● **What the task requires**: Gather each line of the records where "metrics" appears.

(Saved entries)
Start of Block
//! 限流与防爆破决策引擎
//!
//! 两条独立的维度：按调用方标识（通常是 IP）的滑动窗口限流，和按账户的
//! 失败锁定。二者同时评估但从不合并计数——多 IP 攻击单账户仍会累积账户
//! 锁定，单 IP 探测多账户仍会累积地址封禁。

use crate::{
    config::{AlertConfig, AuthConfig, BruteForceConfig, RateLimitConfig},
    error::Result,
    models::{AlertEvent, RateLimitDecision},
    store::RateLimitStore,
};
use chrono::Utc;
use std::sync::Arc;

/// 注入的告警回调；具体投递方式（webhook/邮件）不是这里的关注点
pub type AlertHook = Arc<dyn Fn(AlertEvent) + Send + Sync>;

/// 限流决策引擎，自身无状态
pub struct RateLimitEngine {
    store: Arc<dyn RateLimitStore>,
    rate_limit: RateLimitConfig,
    brute_force: BruteForceConfig,
    alert: AlertConfig,
    alert_hook: Option<AlertHook>,
}

impl RateLimitEngine {
    pub fn new(config: &AuthConfig, store: Arc<dyn RateLimitStore>) -> Self {
        Self {
            store,
            rate_limit: config.rate_limit.clone(),
            brute_force: config.brute_force.clone(),
            alert: config.alert.clone(),
            alert_hook: None,
        }
    }

    /// 注入告警回调
    pub fn with_alert_hook(mut self, hook: AlertHook) -> Self {
        self.alert_hook = Some(hook);
        self
    }

    /// 评估一次请求是否放行
    ///
    /// 固定顺序：白名单 → 黑名单 → 账户锁定 → 滑动窗口计数。
    /// check 本身不计数；调用方在操作完成后通过 [`record`](Self::record)
    /// 回报结果。
    pub async fn check(
        &self,
        identifier: &str,
        subject_id: Option<&str>,
    ) -> Result<RateLimitDecision> {
        let now = Utc::now();
        let window = self.rate_limit.window();

        // (a) 白名单无条件放行（优先于黑名单）
        if self.rate_limit.allow_list.iter().any(|e| e == identifier) {
            return Ok(RateLimitDecision::allow(self.rate_limit.max_attempts, now));
        }

        // (b) 黑名单无条件拒绝
        if self.rate_limit.deny_list.iter().any(|e| e == identifier) {
            return Ok(RateLimitDecision::deny("blacklisted", None, now));
        }

        // (c) 账户锁定（与地址计数独立）
        if self.brute_force.enabled {
            if let Some(subject_id) = subject_id {
                if let Some(lockout) = self.store.get_lockout(subject_id).await? {
                    if let Some(locked_until) = lockout.locked_until.filter(|u| *u > now) {
                        return Ok(RateLimitDecision::deny(
                            "account_locked",
                            Some(locked_until - now),
                            locked_until,
                        ));
                    }

                    if lockout.failed_attempts >= self.brute_force.max_failed_attempts {
                        let locked_until = now + self.brute_force.lockout_duration();
                        self.store.set_locked_until(subject_id, locked_until).await?;
                        tracing::warn!(
                            subject_id,
                            failed_attempts = lockout.failed_attempts,
                            "Account lockout engaged"
                        );
                        metrics::counter!("auth_lockouts_engaged_total").increment(1);
                        return Ok(RateLimitDecision::deny(
                            "account_locked",
                            Some(self.brute_force.lockout_duration()),
                            locked_until,
                        ));
                    }
                }
            }
        }

        // (d) 按标识的滑动窗口
        let counter = match self.store.get_counter(identifier).await? {
            None => return Ok(RateLimitDecision::allow(self.rate_limit.max_attempts, now + window)),
            Some(counter) => counter,
        };

        if let Some(blocked_until) = counter.blocked_until {
            if blocked_until > now {
                return Ok(RateLimitDecision::deny(
                    "rate_limited",
                    Some(blocked_until - now),
                    blocked_until,
                ));
            }
            // 封禁期已服满：丢弃旧计数，从全新窗口开始
            self.store.clear_counter(identifier).await?;
            return Ok(RateLimitDecision::allow(self.rate_limit.max_attempts, now + window));
        }

        // 窗口已过：计数逻辑上归零
        if counter.window_elapsed(now, window) {
            return Ok(RateLimitDecision::allow(self.rate_limit.max_attempts, now + window));
        }

        if counter.attempts >= self.rate_limit.max_attempts {
            let blocked_until = now + self.rate_limit.block_duration();
            self.store.set_blocked_until(identifier, blocked_until).await?;
            tracing::warn!(
                identifier,
                attempts = counter.attempts,
                "Identifier blocked by rate limiter"
            );
            metrics::counter!("auth_rate_limit_blocks_total").increment(1);

            if self.alert.enabled && counter.attempts >= self.alert.threshold {
                self.fire_alert(identifier, subject_id, counter.attempts);
            }

            return Ok(RateLimitDecision::deny(
                "rate_limited",
                Some(self.rate_limit.block_duration()),
                blocked_until,
            ));
        }

        Ok(RateLimitDecision::allow(
            self.rate_limit.max_attempts - counter.attempts - 1,
            counter.first_attempt_at + window,
        ))
    }

    /// 回报一次操作结果，更新两条计数维度
    pub async fn record(
        &self,
        identifier: &str,
        subject_id: Option<&str>,
        success: bool,
    ) -> Result<()> {
        let skip = (success && self.rate_limit.skip_successful)
            || (!success && self.rate_limit.skip_failed);

        if !skip {
            self.store
                .increment_counter(identifier, self.rate_limit.window())
                .await?;
        }

        // 账户维度独立更新
        if self.brute_force.enabled {
            if let Some(subject_id) = subject_id {
                if success {
                    if self.brute_force.reset_on_success {
                        self.store.clear_lockout(subject_id).await?;
                    }
                } else {
                    let lockout = self
                        .store
                        .increment_lockout(subject_id, self.brute_force.lockout_duration())
                        .await?;
                    tracing::debug!(
                        subject_id,
                        failed_attempts = lockout.failed_attempts,
                        "Recorded failed attempt"
                    );
                }
            }
        }

        Ok(())
    }

    /// 管理员操作：解除账户锁定
    pub async fn unlock_account(&self, subject_id: &str) -> Result<()> {
        self.store.clear_lockout(subject_id).await?;
        tracing::info!(subject_id, "Account unlocked by operator");
        Ok(())
    }

    /// 管理员操作：解除标识封禁
    pub async fn unlock_identifier(&self, identifier: &str) -> Result<()> {
        self.store.clear_counter(identifier).await?;
        tracing::info!(identifier, "Identifier unblocked by operator");
        Ok(())
    }

    /// 触发告警回调（fire-and-forget）
    fn fire_alert(&self, identifier: &str, subject_id: Option<&str>, attempts: u32) {
        let event = AlertEvent {
            identifier: identifier.to_string(),
            subject_id: subject_id.map(|s| s.to_string()),
            attempts,
            occurred_at: Utc::now(),
        };

        tracing::warn!(
            identifier = %event.identifier,
            attempts = event.attempts,
            "Alert threshold crossed"
        );
        metrics::counter!("auth_alerts_fired_total").increment(1);

        if let Some(hook) = &self.alert_hook {
            hook(event);
        }
    }
}
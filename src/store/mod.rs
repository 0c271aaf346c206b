//! Storage contracts for refresh token records and rate-limit counters.
//!
//! Services hold no authoritative state of their own; everything lives behind
//! these traits. Any method may fail with `AuthError::Storage` and callers
//! decide whether to surface it or fail open (rate-limit path only).

use async_trait::async_trait;
use chrono::{DateTime, Duration, Utc};

use crate::error::Result;
use crate::models::{LockoutCounter, RateLimitCounter, RefreshRecord};

pub mod memory;
pub mod postgres;

pub use memory::MemoryStore;
pub use postgres::PgTokenStore;

/// Store for refresh token records.
///
/// Records are keyed by the SHA-256 hash of the signed token value.
#[async_trait]
pub trait TokenStore: Send + Sync {
    /// Persist a new record. The token hash must be unique.
    async fn save(&self, record: &RefreshRecord) -> Result<()>;

    /// Look up a record by token hash. Expired records are still returned
    /// until swept; the caller owns the expiry verdict.
    async fn find_by_hash(&self, token_hash: &str) -> Result<Option<RefreshRecord>>;

    /// Atomically flip `used` from false to true.
    ///
    /// Returns false when the record is already used or absent. This is the
    /// load-bearing primitive of rotation: two concurrent refreshes of the
    /// same token must not both observe an unused record.
    async fn claim_if_unused(&self, token_hash: &str) -> Result<bool>;

    /// Delete one record. No-op when absent.
    async fn delete_by_hash(&self, token_hash: &str) -> Result<()>;

    /// Delete every record for a subject, returning how many were removed.
    /// Idempotent: a second call removes nothing and does not fail.
    async fn delete_all_for_subject(&self, subject_id: &str) -> Result<u64>;

    /// Delete the oldest records of a subject beyond `max_sessions`,
    /// returning how many were removed. `max_sessions` of 0 is a no-op.
    async fn prune_to_session_cap(&self, subject_id: &str, max_sessions: u32) -> Result<u64>;

    /// Remove expired records, returning how many were swept. Intended for an
    /// owner-run background task where the backend has no native TTL.
    async fn sweep_expired(&self) -> Result<u64>;
}

/// Store for the two independent throttling tracks: identifier counters and
/// account lockouts.
#[async_trait]
pub trait RateLimitStore: Send + Sync {
    /// Current counter for an identifier, if any. Implementations clear
    /// counters whose window and block have both lapsed.
    async fn get_counter(&self, key: &str) -> Result<Option<RateLimitCounter>>;

    /// Atomic increment-and-fetch. Creates the counter (attempts = 1) when
    /// absent or when `window` has elapsed since its first attempt.
    async fn increment_counter(&self, key: &str, window: Duration) -> Result<RateLimitCounter>;

    /// Mark an identifier blocked until the given instant.
    async fn set_blocked_until(&self, key: &str, until: DateTime<Utc>) -> Result<()>;

    /// Unconditionally drop an identifier's counter.
    async fn clear_counter(&self, key: &str) -> Result<()>;

    /// Current lockout state for a subject, if any.
    async fn get_lockout(&self, subject_id: &str) -> Result<Option<LockoutCounter>>;

    /// Atomic failed-attempt increment-and-fetch; `ttl` bounds how long the
    /// entry survives after the last failure.
    async fn increment_lockout(&self, subject_id: &str, ttl: Duration) -> Result<LockoutCounter>;

    /// Mark a subject locked until the given instant.
    async fn set_locked_until(&self, subject_id: &str, until: DateTime<Utc>) -> Result<()>;

    /// Unconditionally drop a subject's lockout state.
    async fn clear_lockout(&self, subject_id: &str) -> Result<()>;
}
End of Block
● **Exercise answer**:
                        metrics::counter!("auth_lockouts_engaged_total").increment(1);
            metrics::counter!("auth_rate_limit_blocks_total").increment(1);
        metrics::counter!("auth_alerts_fired_total").increment(1);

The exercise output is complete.